(Dataset records)
//! Git log output parsing.

use chrono::{DateTime, Utc};

/// ASCII record separator between fields.
pub const FIELD_SEPARATOR: char = '\u{1e}';
/// ASCII group separator between commits.
pub const COMMIT_SEPARATOR: char = '\u{1d}';

/// Pretty format producing one separator-delimited record per commit.
pub const LOG_FORMAT: &str = concat!(
    "%H", "%x1e", // hash
    "%s", "%x1e", // subject
    "%b", "%x1e", // body
    "%an", "%x1e", // author name
    "%ae", "%x1e", // author email
    "%aI", // author date, strict ISO 8601
    "%x1d"  // commit separator
);

/// Commit metadata from git log.
#[derive(Debug, Clone, PartialEq)]
pub struct CommitInfo {
    pub hash: String,
    pub subject: String,
    pub body: String,
    pub author_name: String,
    pub author_email: String,
    pub author_date: String,
}

impl CommitInfo {
    /// Subject and body joined the way git stores them.
    pub fn message(&self) -> String {
        if self.body.is_empty() {
            self.subject.clone()
        } else {
            format!("{}\n\n{}", self.subject, self.body)
        }
    }

    pub fn timestamp(&self) -> Option<DateTime<Utc>> {
        DateTime::parse_from_rfc3339(&self.author_date)
            .ok()
            .map(|t| t.with_timezone(&Utc))
    }
}

/// Parse output produced with [`LOG_FORMAT`]; malformed records are skipped.
pub fn parse_log_output(output: &str) -> Vec<CommitInfo> {
    output
        .split(COMMIT_SEPARATOR)
        .map(str::trim)
        .filter(|record| !record.is_empty())
        .filter_map(|record| {
            let fields: Vec<&str> = record.split(FIELD_SEPARATOR).collect();
            if fields.len() < 6 {
                return None;
            }
            Some(CommitInfo {
                hash: fields[0].trim().to_string(),
                subject: fields[1].to_string(),
                body: fields[2].trim().to_string(),
                author_name: fields[3].to_string(),
                author_email: fields[4].to_string(),
                author_date: fields[5].trim().to_string(),
            })
        })
        .collect()
}
//! Vector embedding engine
//!
//! High-level API for generating and caching embeddings.

use super::EmbeddingProvider;
use crate::error::{MemoryError, Result};
use dashmap::DashMap;
use std::sync::Arc;

/// Vector embedding engine with caching
///
/// Wraps an [`EmbeddingProvider`] with a DashMap cache so identical drafts
/// mined from related commits are embedded once.
pub struct VectorEngine {
    provider: Arc<dyn EmbeddingProvider>,
    cache: DashMap<String, Vec<f32>>,
}

impl VectorEngine {
    pub fn new(provider: Arc<dyn EmbeddingProvider>) -> Self {
        log::info!(
            "VectorEngine ready (model: {}, {}d)",
            provider.model_name(),
            provider.dims()
        );

        Self {
            provider,
            cache: DashMap::new(),
        }
    }

    /// Generate embedding with caching
    pub async fn embed(&self, text: &str) -> Result<Vec<f32>> {
        if let Some(cached) = self.cache.get(text) {
            return Ok(cached.clone());
        }

        let embedding = self
            .provider
            .embed_batch(&[text.to_string()])
            .await?
            .into_iter()
            .next()
            .ok_or_else(|| MemoryError::embedding("Empty embedding response"))?;

        self.cache.insert(text.to_string(), embedding.clone());
        Ok(embedding)
    }

    /// Batch embed with caching
    pub async fn embed_batch(&self, texts: &[&str]) -> Result<Vec<Vec<f32>>> {
        let mut results: Vec<Option<Vec<f32>>> = texts
            .iter()
            .map(|text| self.cache.get(*text).map(|v| v.clone()))
            .collect();

        let uncached: Vec<(usize, String)> = results
            .iter()
            .enumerate()
            .filter(|(_, cached)| cached.is_none())
            .map(|(i, _)| (i, texts[i].to_string()))
            .collect();

        if uncached.is_empty() {
            return Ok(results.into_iter().flatten().collect());
        }

        let uncached_texts: Vec<String> = uncached.iter().map(|(_, t)| t.clone()).collect();
        let new_embeddings = self.provider.embed_batch(&uncached_texts).await?;
        if new_embeddings.len() != uncached_texts.len() {
            return Err(MemoryError::embedding(format!(
                "Provider returned {} vectors for {} texts",
                new_embeddings.len(),
                uncached_texts.len()
            )));
        }

        for ((idx, text), emb) in uncached.into_iter().zip(new_embeddings) {
            self.cache.insert(text, emb.clone());
            results[idx] = Some(emb);
        }

        Ok(results.into_iter().flatten().collect())
    }

    pub fn model_name(&self) -> &str {
        self.provider.model_name()
    }

    pub fn dimension(&self) -> usize {
        self.provider.dims()
    }

    pub fn cache_size(&self) -> usize {
        self.cache.len()
    }

    pub fn clear_cache(&self) {
        self.cache.clear();
    }
}

#[cfg(test)]
mod tests {
    use super::*;
    use async_trait::async_trait;
    use std::sync::atomic::{AtomicUsize, Ordering};

    /// Embeds text as [len, vowel count] and counts provider calls.
    struct CountingProvider {
        calls: AtomicUsize,
    }

    #[async_trait]
    impl EmbeddingProvider for CountingProvider {
        fn model_name(&self) -> &str {
            "counting"
        }

        fn dims(&self) -> usize {
            2
        }

        async fn embed_batch(&self, texts: &[String]) -> Result<Vec<Vec<f32>>> {
            self.calls.fetch_add(1, Ordering::SeqCst);
            Ok(texts
                .iter()
                .map(|t| {
                    let vowels = t.chars().filter(|c| "aeiou".contains(*c)).count();
                    vec![t.len() as f32, vowels as f32]
                })
                .collect())
        }
    }

    fn engine() -> (Arc<CountingProvider>, VectorEngine) {
        let provider = Arc::new(CountingProvider {
            calls: AtomicUsize::new(0),
        });
        let engine = VectorEngine::new(provider.clone());
        (provider, engine)
    }

    #[tokio::test]
    async fn test_embed_is_cached() {
        let (provider, engine) = engine();

        let first = engine.embed("hello").await.unwrap();
        let second = engine.embed("hello").await.unwrap();

        assert_eq!(first, vec![5.0, 2.0]);
        assert_eq!(first, second);
        assert_eq!(provider.calls.load(Ordering::SeqCst), 1);
        assert_eq!(engine.cache_size(), 1);
    }

    #[tokio::test]
    async fn test_embed_batch_only_sends_uncached() {
        let (provider, engine) = engine();
        engine.embed("alpha").await.unwrap();

        let vectors = engine.embed_batch(&["alpha", "beta", "gamma"]).await.unwrap();

        assert_eq!(vectors.len(), 3);
        assert_eq!(vectors[1], vec![4.0, 2.0]);
        assert_eq!(provider.calls.load(Ordering::SeqCst), 2);
        assert_eq!(engine.cache_size(), 3);

        engine.clear_cache();
        assert_eq!(engine.cache_size(), 0);
    }
}
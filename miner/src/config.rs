//! Miner configuration, loaded from an optional JSON file.

use gitlore_memory::EmbeddingConfig;
use serde::Deserialize;
use std::path::Path;

use crate::error::{MinerError, Result};
use crate::extraction::ExtractionConfig;

const CHAT_COMPLETIONS_ENDPOINT: &str = "https://api.openai.com/v1/chat/completions";

/// Language-model settings for draft enrichment.
#[derive(Debug, Clone, Deserialize)]
#[serde(rename_all = "camelCase", default)]
pub struct EnrichmentConfig {
    /// OpenAI-compatible chat completions URL
    pub endpoint: String,
    pub model: String,
    pub timeout_secs: u64,
    pub temperature: f32,
    pub max_retries: u32,
}

impl Default for EnrichmentConfig {
    fn default() -> Self {
        Self {
            endpoint: CHAT_COMPLETIONS_ENDPOINT.to_string(),
            model: "gpt-4o-mini".to_string(),
            timeout_secs: 30,
            temperature: 0.2,
            max_retries: 2,
        }
    }
}

/// Top-level configuration file.
#[derive(Debug, Clone, Default, Deserialize)]
#[serde(rename_all = "camelCase", default)]
pub struct MinerConfig {
    pub extraction: ExtractionConfig,
    pub embedding: EmbeddingConfig,
    pub enrichment: EnrichmentConfig,
}

impl MinerConfig {
    /// Read and validate a config file; `None` yields defaults.
    pub fn load(path: Option<&Path>) -> Result<Self> {
        let config = match path {
            Some(path) => {
                let raw = std::fs::read_to_string(path).map_err(|e| {
                    MinerError::config(format!("Failed to read {}: {}", path.display(), e))
                })?;
                serde_json::from_str::<MinerConfig>(&raw).map_err(|e| {
                    MinerError::config(format!("Failed to parse {}: {}", path.display(), e))
                })?
            }
            None => MinerConfig::default(),
        };
        config.validate()?;
        Ok(config)
    }

    pub fn validate(&self) -> Result<()> {
        self.extraction.validate()?;

        match self.embedding.provider.as_str() {
            "disabled" => {}
            "openai" | "ollama" => {
                if self.embedding.model.is_none() {
                    return Err(MinerError::config(format!(
                        "embedding.model must be specified when provider is '{}'",
                        self.embedding.provider
                    )));
                }
            }
            other => {
                return Err(MinerError::config(format!(
                    "Unknown embedding provider: '{}'. Must be disabled, openai, or ollama",
                    other
                )))
            }
        }

        if self.extraction.enrichment_enabled && self.enrichment.model.trim().is_empty() {
            return Err(MinerError::config(
                "enrichment.model must be set when enrichment is enabled",
            ));
        }
        if !(0.0..=2.0).contains(&self.enrichment.temperature) {
            return Err(MinerError::config("enrichment.temperature must be in [0.0, 2.0]"));
        }
        Ok(())
    }

    pub fn embeddings_enabled(&self) -> bool {
        self.embedding.provider != "disabled"
    }
}
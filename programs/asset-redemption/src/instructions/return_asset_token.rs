use anchor_lang::prelude::*;
use anchor_spl::token_interface::{transfer_checked, Mint, TokenInterface, TransferChecked};

use crate::constants::ASSET_UNIT;
use crate::events::AssetTokenReturned;
use crate::instructions::custody::{authorize_resolution, release_custody, ResolutionAccounts};

#[derive(Accounts)]
pub struct ReturnAssetToken<'info> {
    /// CHECK: Derivation and stored fields are checked by the handler
    #[account(mut)]
    pub redemption_record: UncheckedAccount<'info>,

    /// CHECK: Must be the account recorded at initiation; receives the unit back
    #[account(mut)]
    pub customer_token_account: UncheckedAccount<'info>,

    /// CHECK: Must be the account recorded at initiation; receives both refunds
    #[account(mut)]
    pub customer_payment_account: UncheckedAccount<'info>,

    pub asset_mint: InterfaceAccount<'info, Mint>,

    /// CHECK: Must be the vault recorded at initiation, checked by the handler
    #[account(mut)]
    pub custody_vault: UncheckedAccount<'info>,

    pub token_program: Interface<'info, TokenInterface>,
}

pub fn handler(ctx: Context<ReturnAssetToken>) -> Result<()> {
    let resolution = authorize_resolution(&ResolutionAccounts {
        redemption_record: &ctx.accounts.redemption_record,
        asset_mint: ctx.accounts.asset_mint.key(),
        customer_token_account: &ctx.accounts.customer_token_account,
        customer_payment_account: ctx.accounts.customer_payment_account.key(),
        custody_vault: &ctx.accounts.custody_vault,
        token_program: ctx.accounts.token_program.key(),
    })?;
    resolution.require_returnable()?;

    let seeds = resolution.authority.seeds();
    transfer_checked(
        CpiContext::new_with_signer(
            ctx.accounts.token_program.to_account_info(),
            TransferChecked {
                from: ctx.accounts.custody_vault.to_account_info(),
                mint: ctx.accounts.asset_mint.to_account_info(),
                to: ctx.accounts.customer_token_account.to_account_info(),
                authority: ctx.accounts.custody_vault.to_account_info(),
            },
            &[&seeds[..]],
        ),
        ASSET_UNIT,
        ctx.accounts.asset_mint.decimals,
    )?;

    release_custody(
        ctx.accounts.token_program.to_account_info(),
        ctx.accounts.custody_vault.to_account_info(),
        ctx.accounts.redemption_record.to_account_info(),
        ctx.accounts.customer_payment_account.to_account_info(),
        &resolution.authority,
    )?;

    let record = &resolution.record;
    emit!(AssetTokenReturned {
        mint: record.mint,
        customer_token_account: record.customer_token_account,
        refund_to: record.customer_payment_account,
    });

    msg!("Asset token returned!");
    msg!("Mint: {}", record.mint);
    msg!("Returned to: {}", record.customer_token_account);
    msg!("Deposits refunded to: {}", record.customer_payment_account);

    Ok(())
}
use anchor_lang::prelude::*;

#[event]
pub struct RedemptionInitiated {
    pub mint: Pubkey,
    pub customer_token_account: Pubkey,
    pub customer_payment_account: Pubkey,
    pub custody_vault: Pubkey,
    pub initiated_at: i64,
}

#[event]
pub struct AssetTokenReturned {
    pub mint: Pubkey,
    pub customer_token_account: Pubkey,
    pub refund_to: Pubkey,
}

#[event]
pub struct AssetTokenBurned {
    pub mint: Pubkey,
    pub remaining_supply: u64,
    pub refund_to: Pubkey,
}
pub mod constants;
pub mod error;
pub mod events;
pub mod instructions;
pub mod pda;
pub mod state;
pub mod validation;

use anchor_lang::prelude::*;

pub use constants::*;
pub use instructions::*;
pub use state::*;

declare_id!("5ZJJZkgc9wiSFEq1dFDX5sx63e9ExVcUdYYx6tbCVcxt");

#[program]
pub mod asset_redemption {
    use super::*;

    /// Locks the customer's single asset unit into the custody vault and
    /// records who may resolve the redemption.
    pub fn initialize_redemption(ctx: Context<InitializeRedemption>) -> Result<()> {
        initialize_redemption::handler(ctx)
    }

    /// Cancels a pending redemption and hands the unit back to the customer.
    pub fn return_asset_token(ctx: Context<ReturnAssetToken>) -> Result<()> {
        return_asset_token::handler(ctx)
    }

    /// Fulfils a pending redemption by destroying the custodied unit.
    pub fn burn_asset_token(ctx: Context<BurnAssetToken>) -> Result<()> {
        burn_asset_token::handler(ctx)
    }
}
use arbitrary::{Arbitrary, Unstructured};
use asset_redemption::error::RedemptionError;
use fuzz_helpers::*;
use honggfuzz::fuzz;
use solana_sdk::pubkey::Pubkey;

/// Fuzzable input: which accounts to forge when resolving a pending redemption
#[derive(Debug, Clone, Arbitrary)]
struct SpoofFuzzInput {
    burn: bool,
    spoof_customer_token_account: bool,
    spoof_payment_account: bool,
    spoof_custody_vault: bool,
    /// Raw bytes for a forged token account; a real stranger account when absent
    token_account: Option<[u8; 32]>,
    /// Raw bytes for the forged payment account
    payment_account: [u8; 32],
    /// Raw bytes for the forged vault
    custody_vault: [u8; 32],
}

async fn fuzz_spoof_once(input: SpoofFuzzInput) -> FuzzResult<()> {
    let (mut env, setup) = setup_complete_environment(1).await?;
    let stranger = setup_customer(&mut env.context, &setup.asset.mint).await?;

    let ix = initialize_redemption_ix(&env.program_id, &setup.ix_accounts());
    send_instruction(&mut env.context, ix, &[&setup.customer.owner]).await?;

    let genuine = setup.ix_accounts();
    let mut accounts = genuine;
    if input.spoof_customer_token_account {
        accounts.customer_token_account = input
            .token_account
            .map(Pubkey::new_from_array)
            .unwrap_or(stranger.token_account);
    }
    if input.spoof_payment_account {
        accounts.customer_payment_account = Pubkey::new_from_array(input.payment_account);
    }
    if input.spoof_custody_vault {
        accounts.custody_vault = Pubkey::new_from_array(input.custody_vault);
    }

    // The runtime refuses to write-lock these, so the transaction fails its
    // writable-account checks before the handler sees the forgery
    let read_only = [
        solana_sdk::system_program::ID,
        env.program_id,
        spl_token::id(),
    ];
    let writable = [
        accounts.customer_token_account,
        accounts.customer_payment_account,
        accounts.custody_vault,
    ];
    if writable.iter().any(|address| read_only.contains(address)) {
        return Ok(());
    }

    let forged = accounts.customer_token_account != genuine.customer_token_account
        || accounts.customer_payment_account != genuine.customer_payment_account
        || accounts.custody_vault != genuine.custody_vault;
    if !forged {
        return Ok(()); // Nothing was spoofed, the honest path is covered elsewhere
    }

    let before = snapshot(&mut env.context, &setup).await?;

    let ix = if input.burn {
        burn_asset_token_ix(&env.program_id, &accounts)
    } else {
        return_asset_token_ix(&env.program_id, &accounts)
    };

    match send_instruction(&mut env.context, ix, &[]).await {
        Ok(()) => panic!(
            "SECURITY: forged accounts resolved a redemption! Input: {:?}",
            input
        ),
        Err(e) => assert_eq!(
            custom_error_code(&e),
            Some(u32::from(RedemptionError::AuthorizationMismatch)),
            "Forged accounts rejected with an unexpected error: {:?}",
            e
        ),
    }

    let after = snapshot(&mut env.context, &setup).await?;
    assert_eq!(before, after, "Rejected resolution changed ledger state");

    Ok(())
}

fn main() {
    let runtime = tokio::runtime::Builder::new_current_thread()
        .enable_all()
        .build()
        .expect("tokio runtime");

    loop {
        fuzz!(|data: &[u8]| {
            let mut unstructured = Unstructured::new(data);
            let Ok(input) = SpoofFuzzInput::arbitrary(&mut unstructured) else {
                return;
            };
            if let Err(e) = runtime.block_on(fuzz_spoof_once(input)) {
                eprintln!("Fuzz iteration failed: {}", e);
            }
        });
    }
}
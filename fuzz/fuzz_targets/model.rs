//! In-memory reference model of the redemption state machine.
//!
//! Ledger accounts are replaced by a map keyed by mint identity, so the
//! expected outcome of any operation sequence can be computed off chain and
//! compared with what the program actually did.

use std::collections::HashMap;

use asset_redemption::error::RedemptionError;
use solana_sdk::pubkey::Pubkey;

#[derive(Debug, Clone, Copy, PartialEq, Eq)]
pub enum ModelState {
    NoRedemption,
    Pending {
        customer_token_account: Pubkey,
        customer_payment_account: Pubkey,
    },
}

/// What a caller presented to Return or Burn
#[derive(Debug, Clone, Copy)]
pub struct Resolution {
    pub customer_token_account: Pubkey,
    pub customer_payment_account: Pubkey,
    /// Whether the supplied vault is the one derived for the mint
    pub genuine_vault: bool,
}

#[derive(Debug, Clone)]
pub struct AssetLedger {
    pub supply: u64,
    pub decimals: u8,
    pub balances: HashMap<Pubkey, u64>,
    pub vault_balance: Option<u64>,
    pub state: ModelState,
}

impl AssetLedger {
    pub fn balance_of(&self, token_account: &Pubkey) -> u64 {
        self.balances.get(token_account).copied().unwrap_or(0)
    }
}

#[derive(Debug, Default)]
pub struct RedemptionModel {
    assets: HashMap<Pubkey, AssetLedger>,
}

impl RedemptionModel {
    pub fn new() -> Self {
        Self::default()
    }

    /// Registers a mint whose whole supply sits in the given token accounts
    pub fn register_asset(&mut self, mint: Pubkey, decimals: u8, holdings: &[(Pubkey, u64)]) {
        let balances: HashMap<Pubkey, u64> = holdings.iter().copied().collect();
        let supply = balances.values().sum();
        self.assets.insert(
            mint,
            AssetLedger {
                supply,
                decimals,
                balances,
                vault_balance: None,
                state: ModelState::NoRedemption,
            },
        );
    }

    pub fn asset(&self, mint: &Pubkey) -> Option<&AssetLedger> {
        self.assets.get(mint)
    }

    pub fn initiate(
        &mut self,
        mint: &Pubkey,
        customer_token_account: Pubkey,
        customer_payment_account: Pubkey,
    ) -> Result<(), RedemptionError> {
        let ledger = self
            .assets
            .get_mut(mint)
            .ok_or(RedemptionError::SupplyInvariantViolation)?;

        if ledger.state != ModelState::NoRedemption {
            return Err(RedemptionError::RedemptionAlreadyPending);
        }
        if ledger.supply != 1 || ledger.decimals != 0 {
            return Err(RedemptionError::SupplyInvariantViolation);
        }
        if ledger.balance_of(&customer_token_account) != 1 {
            return Err(RedemptionError::InsufficientBalance);
        }

        ledger.balances.insert(customer_token_account, 0);
        ledger.vault_balance = Some(1);
        ledger.state = ModelState::Pending {
            customer_token_account,
            customer_payment_account,
        };
        Ok(())
    }

    pub fn return_asset(&mut self, mint: &Pubkey, resolution: &Resolution) -> Result<(), RedemptionError> {
        let ledger = Self::authorize(&mut self.assets, mint, resolution)?;

        ledger
            .balances
            .insert(resolution.customer_token_account, 1);
        ledger.vault_balance = None;
        ledger.state = ModelState::NoRedemption;
        Ok(())
    }

    pub fn burn(&mut self, mint: &Pubkey, resolution: &Resolution) -> Result<(), RedemptionError> {
        let ledger = Self::authorize(&mut self.assets, mint, resolution)?;
        if ledger.supply != 1 || ledger.vault_balance != Some(1) {
            return Err(RedemptionError::BurnFailed);
        }

        ledger.supply -= 1;
        ledger.vault_balance = None;
        ledger.state = ModelState::NoRedemption;
        Ok(())
    }

    fn authorize<'a>(
        assets: &'a mut HashMap<Pubkey, AssetLedger>,
        mint: &Pubkey,
        resolution: &Resolution,
    ) -> Result<&'a mut AssetLedger, RedemptionError> {
        let ledger = assets.get_mut(mint).ok_or(RedemptionError::RecordNotFound)?;

        let ModelState::Pending {
            customer_token_account,
            customer_payment_account,
        } = ledger.state
        else {
            return Err(RedemptionError::RecordNotFound);
        };

        if resolution.customer_token_account != customer_token_account
            || resolution.customer_payment_account != customer_payment_account
            || !resolution.genuine_vault
        {
            return Err(RedemptionError::AuthorizationMismatch);
        }
        Ok(ledger)
    }
}
pub mod burn_asset_token;
pub(crate) mod custody;
pub mod initialize_redemption;
pub mod return_asset_token;

pub use burn_asset_token::*;
pub use initialize_redemption::*;
pub use return_asset_token::*;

## TASK ITEM
When you answer, output each line of the data exactly as given, from its first line up to and including the one with "self.subject.clone()".

## REPLY
//! Git log output parsing.

use chrono::{DateTime, Utc};

/// ASCII record separator between fields.
pub const FIELD_SEPARATOR: char = '\u{1e}';
/// ASCII group separator between commits.
pub const COMMIT_SEPARATOR: char = '\u{1d}';

/// Pretty format producing one separator-delimited record per commit.
pub const LOG_FORMAT: &str = concat!(
    "%H", "%x1e", // hash
    "%s", "%x1e", // subject
    "%b", "%x1e", // body
    "%an", "%x1e", // author name
    "%ae", "%x1e", // author email
    "%aI", // author date, strict ISO 8601
    "%x1d"  // commit separator
);

/// Commit metadata from git log.
#[derive(Debug, Clone, PartialEq)]
pub struct CommitInfo {
    pub hash: String,
    pub subject: String,
    pub body: String,
    pub author_name: String,
    pub author_email: String,
    pub author_date: String,
}

impl CommitInfo {
    /// Subject and body joined the way git stores them.
    pub fn message(&self) -> String {
        if self.body.is_empty() {
            self.subject.clone()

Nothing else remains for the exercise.